For REACH you need a PHD in chemistry, well almost.

2/3 of the stuff on the REACH list is never used in electrical components.

It's gotten a little easier now, no %/w. Just Yes or No that it is present in the Article.

Cheers

Reply to
Martin Riddle

John Larkin wrote

That's not an option. The old ROHS ways like the Control and Monitoring exemption (still valid now) don't work because all the big firms send you a spreadsheet form to complete. They won't accept your own declarations. They have departments which just hammer you with increasingly threatening emails until you return *their* document.

The big distis tell you to f- off if you are a small company. For example I tried this with the biggest UK one and they said they can do it if we submit a separate request for every component. It would take me days to get all the bits listed.

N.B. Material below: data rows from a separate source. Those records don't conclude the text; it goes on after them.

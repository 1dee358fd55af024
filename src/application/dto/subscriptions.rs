use crate::domain::subscription::{Subscription, SubscriptionTarget};
use chrono::{DateTime, Utc};
use serde::{Deserialize, Serialize};
use utoipa::ToSchema;

#[derive(Debug, Clone, Serialize, Deserialize, ToSchema)]
pub struct SubscriptionDto {
    pub id: i64,
    pub subscriber_id: i64,
    #[serde(default)]
    pub publisher_id: Option<i64>,
    #[serde(default)]
    pub journalist_id: Option<i64>,
    pub created_at: DateTime<Utc>,
}

impl From<Subscription> for SubscriptionDto {
    fn from(subscription: Subscription) -> Self {
        let (publisher_id, journalist_id) = match subscription.target {
            SubscriptionTarget::Publisher(id) => (Some(id.into()), None),
            SubscriptionTarget::Journalist(id) => (None, Some(id.into())),
        };
        Self {
            id: subscription.id.into(),
            subscriber_id: subscription.subscriber_id.into(),
            publisher_id,
            journalist_id,
            created_at: subscription.created_at,
        }
    }
}

#[derive(Debug, Clone, Serialize, Deserialize, ToSchema)]
pub struct SubscriptionOutcomeDto {
    pub subscription: SubscriptionDto,
    pub already_subscribed: bool,
}

#[derive(Debug, Clone, Serialize, Deserialize, ToSchema)]
pub struct UnsubscribeOutcomeDto {
    pub removed: bool,
}

#[derive(Debug, Clone, Default, Serialize, Deserialize, ToSchema)]
pub struct SubscriptionsOverviewDto {
    pub publishers: Vec<i64>,
    pub journalists: Vec<i64>,
}
// src/infrastructure/security/token.rs
use crate::application::{
    dto::AuthenticatedUser,
    error::{ApplicationError, ApplicationResult},
    ports::security::TokenManager,
};
use async_trait::async_trait;
use biscuit_auth::{
    Biscuit, PublicKey,
    builder::{Algorithm, AuthorizerBuilder},
};

/// Verifies biscuit tokens issued by the identity service against its root
/// public key. This service never mints tokens.
#[derive(Clone)]
pub struct BiscuitTokenManager {
    public: PublicKey,
}

impl BiscuitTokenManager {
    pub fn new(public_key_hex: &str) -> ApplicationResult<Self> {
        let public = PublicKey::from_bytes_hex(public_key_hex, Algorithm::Ed25519)
            .map_err(|err| ApplicationError::infrastructure(err.to_string()))?;
        Ok(Self { public })
    }
}

#[async_trait]
impl TokenManager for BiscuitTokenManager {
    async fn authenticate(&self, token: &str) -> ApplicationResult<AuthenticatedUser> {
        let biscuit = Biscuit::from_base64(token, self.public)
            .map_err(|err| ApplicationError::unauthorized(err.to_string()))?;

        // Token checks (expiry and the like) are enforced by the authorizer.
        let mut authorizer = AuthorizerBuilder::new()
            .time()
            .policy("allow if user($id, $name)")
            .map_err(|err| ApplicationError::infrastructure(err.to_string()))?
            .build(&biscuit)
            .map_err(|err| ApplicationError::unauthorized(err.to_string()))?;

        authorizer
            .authorize()
            .map_err(|err| ApplicationError::unauthorized(err.to_string()))?;

        let view = biscuit
            .authorizer()
            .map_err(|err| ApplicationError::unauthorized(err.to_string()))?;
        let (facts, _, _, _) = view.dump();

        crate::infrastructure::security::claims::parse_claims(facts)
    }
}
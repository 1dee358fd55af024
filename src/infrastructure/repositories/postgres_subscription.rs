// src/infrastructure/repositories/postgres_subscription.rs
use super::map_sqlx;
use crate::domain::errors::{DomainError, DomainResult};
use crate::domain::publisher::PublisherId;
use crate::domain::subscription::{
    Subscription, SubscriptionId, SubscriptionRepository, SubscriptionTarget,
};
use crate::domain::user::{EmailAddress, UserId};
use async_trait::async_trait;
use chrono::{DateTime, Utc};
use sqlx::{FromRow, PgPool};

#[derive(Clone)]
pub struct PostgresSubscriptionRepository {
    pool: PgPool,
}

impl PostgresSubscriptionRepository {
    pub fn new(pool: PgPool) -> Self {
        Self { pool }
    }
}

#[derive(Debug, FromRow)]
struct SubscriptionRow {
    id: i64,
    subscriber_id: i64,
    publisher_id: Option<i64>,
    journalist_id: Option<i64>,
    created_at: DateTime<Utc>,
}

impl TryFrom<SubscriptionRow> for Subscription {
    type Error = DomainError;

    fn try_from(row: SubscriptionRow) -> Result<Self, Self::Error> {
        Ok(Subscription {
            id: SubscriptionId::new(row.id)?,
            subscriber_id: UserId::new(row.subscriber_id)?,
            target: SubscriptionTarget::from_columns(
                row.publisher_id.map(PublisherId::new).transpose()?,
                row.journalist_id.map(UserId::new).transpose()?,
            )?,
            created_at: row.created_at,
        })
    }
}

fn target_columns(target: SubscriptionTarget) -> (Option<i64>, Option<i64>) {
    (
        target.publisher_id().map(i64::from),
        target.journalist_id().map(i64::from),
    )
}

#[async_trait]
impl SubscriptionRepository for PostgresSubscriptionRepository {
    async fn get_or_create(
        &self,
        subscriber_id: UserId,
        target: SubscriptionTarget,
        now: DateTime<Utc>,
    ) -> DomainResult<(Subscription, bool)> {
        let (publisher_id, journalist_id) = target_columns(target);

        let inserted = sqlx::query_as::<_, SubscriptionRow>(
            "INSERT INTO subscriptions (subscriber_id, publisher_id, journalist_id, created_at)
             VALUES ($1, $2, $3, $4)
             ON CONFLICT DO NOTHING
             RETURNING id, subscriber_id, publisher_id, journalist_id, created_at",
        )
        .bind(i64::from(subscriber_id))
        .bind(publisher_id)
        .bind(journalist_id)
        .bind(now)
        .fetch_optional(&self.pool)
        .await
        .map_err(map_sqlx)?;

        if let Some(row) = inserted {
            return Ok((Subscription::try_from(row)?, true));
        }

        // Lost the race or already subscribed; a fresh statement sees the committed row.
        let existing = sqlx::query_as::<_, SubscriptionRow>(
            "SELECT id, subscriber_id, publisher_id, journalist_id, created_at
             FROM subscriptions
             WHERE subscriber_id = $1
               AND publisher_id IS NOT DISTINCT FROM $2
               AND journalist_id IS NOT DISTINCT FROM $3",
        )
        .bind(i64::from(subscriber_id))
        .bind(publisher_id)
        .bind(journalist_id)
        .fetch_optional(&self.pool)
        .await
        .map_err(map_sqlx)?
        .ok_or_else(|| DomainError::Conflict("subscription changed concurrently, please retry".into()))?;

        Ok((Subscription::try_from(existing)?, false))
    }

    async fn delete(&self, subscriber_id: UserId, target: SubscriptionTarget) -> DomainResult<bool> {
        let (publisher_id, journalist_id) = target_columns(target);
        let result = sqlx::query(
            "DELETE FROM subscriptions
             WHERE subscriber_id = $1
               AND publisher_id IS NOT DISTINCT FROM $2
               AND journalist_id IS NOT DISTINCT FROM $3",
        )
        .bind(i64::from(subscriber_id))
        .bind(publisher_id)
        .bind(journalist_id)
        .execute(&self.pool)
        .await
        .map_err(map_sqlx)?;

        Ok(result.rows_affected() > 0)
    }

    async fn exists(&self, subscriber_id: UserId, target: SubscriptionTarget) -> DomainResult<bool> {
        let (publisher_id, journalist_id) = target_columns(target);
        sqlx::query_scalar::<_, bool>(
            "SELECT EXISTS (SELECT 1 FROM subscriptions
              WHERE subscriber_id = $1
                AND publisher_id IS NOT DISTINCT FROM $2
                AND journalist_id IS NOT DISTINCT FROM $3)",
        )
        .bind(i64::from(subscriber_id))
        .bind(publisher_id)
        .bind(journalist_id)
        .fetch_one(&self.pool)
        .await
        .map_err(map_sqlx)
    }

    async fn publishers_of(&self, subscriber_id: UserId) -> DomainResult<Vec<PublisherId>> {
        let ids = sqlx::query_scalar::<_, i64>(
            "SELECT publisher_id FROM subscriptions
             WHERE subscriber_id = $1 AND publisher_id IS NOT NULL
             ORDER BY publisher_id",
        )
        .bind(i64::from(subscriber_id))
        .fetch_all(&self.pool)
        .await
        .map_err(map_sqlx)?;

        ids.into_iter().map(PublisherId::new).collect()
    }

    async fn journalists_of(&self, subscriber_id: UserId) -> DomainResult<Vec<UserId>> {
        let ids = sqlx::query_scalar::<_, i64>(
            "SELECT journalist_id FROM subscriptions
             WHERE subscriber_id = $1 AND journalist_id IS NOT NULL
             ORDER BY journalist_id",
        )
        .bind(i64::from(subscriber_id))
        .fetch_all(&self.pool)
        .await
        .map_err(map_sqlx)?;

        ids.into_iter().map(UserId::new).collect()
    }

    async fn subscriber_emails(&self, target: SubscriptionTarget) -> DomainResult<Vec<EmailAddress>> {
        let (publisher_id, journalist_id) = target_columns(target);
        let emails = sqlx::query_scalar::<_, String>(
            "SELECT DISTINCT lower(u.email) FROM subscriptions s
             JOIN users u ON u.id = s.subscriber_id
             WHERE s.publisher_id IS NOT DISTINCT FROM $1
               AND s.journalist_id IS NOT DISTINCT FROM $2
               AND u.email <> ''",
        )
        .bind(publisher_id)
        .bind(journalist_id)
        .fetch_all(&self.pool)
        .await
        .map_err(map_sqlx)?;

        Ok(emails
            .into_iter()
            .filter_map(|raw| match EmailAddress::new(raw) {
                Ok(email) => Some(email),
                Err(err) => {
                    tracing::warn!(error = %err, "skipping subscriber with unusable email address");
                    None
                }
            })
            .collect())
    }
}
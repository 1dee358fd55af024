pub mod auth;
pub mod content;
pub mod staff;
pub mod subscriptions;

pub use auth::AuthenticatedUser;
pub use content::ContentDto;
pub use staff::StaffAssignmentDto;
pub use subscriptions::{
    SubscriptionDto, SubscriptionOutcomeDto, SubscriptionsOverviewDto, UnsubscribeOutcomeDto,
};
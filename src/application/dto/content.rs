use crate::domain::content::{ContentItem, LifecycleState};
use chrono::{DateTime, Utc};
use serde::{Deserialize, Serialize};
use utoipa::ToSchema;

#[derive(Debug, Clone, Serialize, Deserialize, ToSchema)]
pub struct ContentDto {
    pub id: i64,
    /// `article` or `newsletter`.
    pub kind: String,
    pub title: String,
    pub body: String,
    pub author_id: i64,
    #[serde(default)]
    pub publisher_id: Option<i64>,
    #[serde(default)]
    pub category_id: Option<i64>,
    #[serde(default)]
    pub image_path: Option<String>,
    pub is_independent: bool,
    /// `draft`, `approved` or `published`.
    pub state: String,
    pub approved: bool,
    #[serde(default)]
    pub approved_by: Option<i64>,
    #[serde(default)]
    pub approved_at: Option<DateTime<Utc>>,
    pub published: bool,
    #[serde(default)]
    pub published_at: Option<DateTime<Utc>>,
    pub created_at: DateTime<Utc>,
    pub updated_at: DateTime<Utc>,
}

fn state_name(state: LifecycleState) -> &'static str {
    match state {
        LifecycleState::Draft => "draft",
        LifecycleState::Approved => "approved",
        LifecycleState::Published => "published",
    }
}

impl From<ContentItem> for ContentDto {
    fn from(item: ContentItem) -> Self {
        let state = state_name(item.state()).to_string();
        Self {
            id: item.id.into(),
            kind: item.kind.as_str().to_string(),
            title: item.title.into_inner(),
            body: item.body.into_inner(),
            author_id: item.author_id.into(),
            publisher_id: item.publisher_id.map(Into::into),
            category_id: item.category_id.map(Into::into),
            image_path: item.image_path.map(|p| p.into_inner()),
            is_independent: item.is_independent,
            state,
            approved: item.approval.is_some(),
            approved_by: item.approval.map(|a| a.approved_by.into()),
            approved_at: item.approval.map(|a| a.approved_at),
            published: item.published_at.is_some(),
            published_at: item.published_at,
            created_at: item.created_at,
            updated_at: item.updated_at,
        }
    }
}
// src/application/commands/subscriptions/mod.rs
mod service;
mod subscribe;
mod unsubscribe;

pub use service::{SubscriptionCommandService, SubscriptionTargetRef};
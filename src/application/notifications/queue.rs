// src/application/notifications/queue.rs
use super::fanout::FanOutNotifier;
use crate::{application::ports::notification::PublishEventSink, domain::content::PublishEvent};
use std::sync::Arc;
use tokio::{
    sync::mpsc::{self, error::TrySendError},
    task::JoinHandle,
};

/// Bounded hand-off between the lifecycle engine and the notifier worker.
#[derive(Clone)]
pub struct NotificationQueue {
    tx: mpsc::Sender<PublishEvent>,
}

impl NotificationQueue {
    /// Creates the queue and spawns the worker that drains it. The worker
    /// exits once every sender has been dropped and the backlog is empty.
    pub fn spawn(notifier: Arc<FanOutNotifier>, capacity: usize) -> (Self, JoinHandle<()>) {
        let (tx, mut rx) = mpsc::channel::<PublishEvent>(capacity.max(1));
        let worker = tokio::spawn(async move {
            while let Some(event) = rx.recv().await {
                notifier.notify(&event).await;
            }
            tracing::info!("notification worker stopped");
        });
        (Self { tx }, worker)
    }
}

impl PublishEventSink for NotificationQueue {
    fn emit(&self, event: PublishEvent) {
        match self.tx.try_send(event) {
            Ok(()) => {}
            Err(TrySendError::Full(event)) => {
                tracing::error!(
                    event_id = %event.event_id,
                    content_id = %event.content_id,
                    "notification queue full, dropping publish event"
                );
            }
            Err(TrySendError::Closed(event)) => {
                tracing::error!(
                    event_id = %event.event_id,
                    content_id = %event.content_id,
                    "notification worker gone, dropping publish event"
                );
            }
        }
    }
}
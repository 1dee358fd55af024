use crate::domain::errors::{DomainError, DomainResult};
use serde::{Deserialize, Serialize};
use std::{fmt, str::FromStr};

#[derive(Debug, Clone, Copy, PartialEq, Eq, Hash, PartialOrd, Ord, Serialize, Deserialize)]
#[serde(transparent)]
pub struct PublisherId(pub i64);

impl PublisherId {
    pub fn new(id: i64) -> DomainResult<Self> {
        if id <= 0 {
            Err(DomainError::Validation("publisher id must be positive".into()))
        } else {
            Ok(Self(id))
        }
    }
}

impl From<PublisherId> for i64 {
    fn from(value: PublisherId) -> Self {
        value.0
    }
}

impl fmt::Display for PublisherId {
    fn fmt(&self, f: &mut fmt::Formatter<'_>) -> fmt::Result {
        write!(f, "{}", self.0)
    }
}

#[derive(Debug, Clone, Copy, PartialEq, Eq, Hash)]
pub struct StaffAssignmentId(pub i64);

impl StaffAssignmentId {
    pub fn new(id: i64) -> DomainResult<Self> {
        if id <= 0 {
            Err(DomainError::Validation(
                "staff assignment id must be positive".into(),
            ))
        } else {
            Ok(Self(id))
        }
    }
}

impl From<StaffAssignmentId> for i64 {
    fn from(value: StaffAssignmentId) -> Self {
        value.0
    }
}

/// Role a user holds within one publisher's staff.
#[derive(Debug, Clone, Copy, PartialEq, Eq, Hash, Serialize, Deserialize)]
#[serde(rename_all = "lowercase")]
pub enum StaffRole {
    Editor,
    Journalist,
}

impl StaffRole {
    pub fn as_str(&self) -> &'static str {
        match self {
            StaffRole::Editor => "editor",
            StaffRole::Journalist => "journalist",
        }
    }
}

impl fmt::Display for StaffRole {
    fn fmt(&self, f: &mut fmt::Formatter<'_>) -> fmt::Result {
        f.write_str(self.as_str())
    }
}

impl FromStr for StaffRole {
    type Err = DomainError;

    fn from_str(s: &str) -> Result<Self, Self::Err> {
        match s {
            "editor" => Ok(StaffRole::Editor),
            "journalist" => Ok(StaffRole::Journalist),
            other => Err(DomainError::Validation(format!(
                "unknown staff role '{other}'"
            ))),
        }
    }
}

Yes but the bottom line is that you have to fake the answer e.g. the name of the smelter used. Unless you can make this correspond with some kind of commonly used smelters, the customer will suspect you just picked a name off the list of smelters (about 100-200 names on the list).

Reply to
John-Smith

I should name a smelter for the tantalum in a capacitor that I buy from Mouser?

--

John Larkin         Highland Technology, Inc 
picosecond timing   precision measurement  

jlarkin att highlandtechnology dott com 
http://www.highlandtechnology.com
Reply to
John Larkin

If it's going to cost you more to get the contract than the contract will pay, decline it, say that you're sorry that they are unable to buy your nifty stuff, and CC your letter to the company CEO.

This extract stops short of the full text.